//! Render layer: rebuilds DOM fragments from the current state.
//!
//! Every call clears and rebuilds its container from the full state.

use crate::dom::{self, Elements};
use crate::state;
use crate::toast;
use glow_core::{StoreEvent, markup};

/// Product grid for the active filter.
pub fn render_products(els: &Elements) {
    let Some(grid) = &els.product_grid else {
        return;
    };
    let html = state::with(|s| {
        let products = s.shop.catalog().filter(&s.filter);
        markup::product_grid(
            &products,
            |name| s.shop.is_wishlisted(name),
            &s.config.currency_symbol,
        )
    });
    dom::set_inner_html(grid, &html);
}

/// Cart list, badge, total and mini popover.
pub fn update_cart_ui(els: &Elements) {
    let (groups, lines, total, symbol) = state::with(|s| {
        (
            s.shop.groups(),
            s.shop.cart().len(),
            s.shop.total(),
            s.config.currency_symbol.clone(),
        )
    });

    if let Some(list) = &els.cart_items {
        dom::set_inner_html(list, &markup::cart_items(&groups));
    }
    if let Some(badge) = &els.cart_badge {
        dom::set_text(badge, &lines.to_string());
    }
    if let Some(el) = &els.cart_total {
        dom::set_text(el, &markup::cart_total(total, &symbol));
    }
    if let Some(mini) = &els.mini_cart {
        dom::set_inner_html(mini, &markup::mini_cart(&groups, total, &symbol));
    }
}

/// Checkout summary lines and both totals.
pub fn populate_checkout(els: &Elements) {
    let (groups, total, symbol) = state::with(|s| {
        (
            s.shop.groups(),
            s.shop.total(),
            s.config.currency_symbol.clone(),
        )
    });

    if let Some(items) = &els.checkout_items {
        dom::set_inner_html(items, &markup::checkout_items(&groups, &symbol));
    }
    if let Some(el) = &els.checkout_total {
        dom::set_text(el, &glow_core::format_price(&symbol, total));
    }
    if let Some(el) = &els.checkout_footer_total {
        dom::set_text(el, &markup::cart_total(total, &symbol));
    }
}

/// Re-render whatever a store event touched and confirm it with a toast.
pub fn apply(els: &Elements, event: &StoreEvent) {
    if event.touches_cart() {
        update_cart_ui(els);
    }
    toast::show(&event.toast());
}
• • •
[What you have to do]: List each line of the records that holds the string "groups".

[Response to this task]:
    let (groups, lines, total, symbol) = state::with(|s| {
            s.shop.groups(),
        dom::set_inner_html(list, &markup::cart_items(&groups));
        dom::set_inner_html(mini, &markup::mini_cart(&groups, total, &symbol));
    let (groups, total, symbol) = state::with(|s| {
            s.shop.groups(),
        dom::set_inner_html(items, &markup::checkout_items(&groups, &symbol));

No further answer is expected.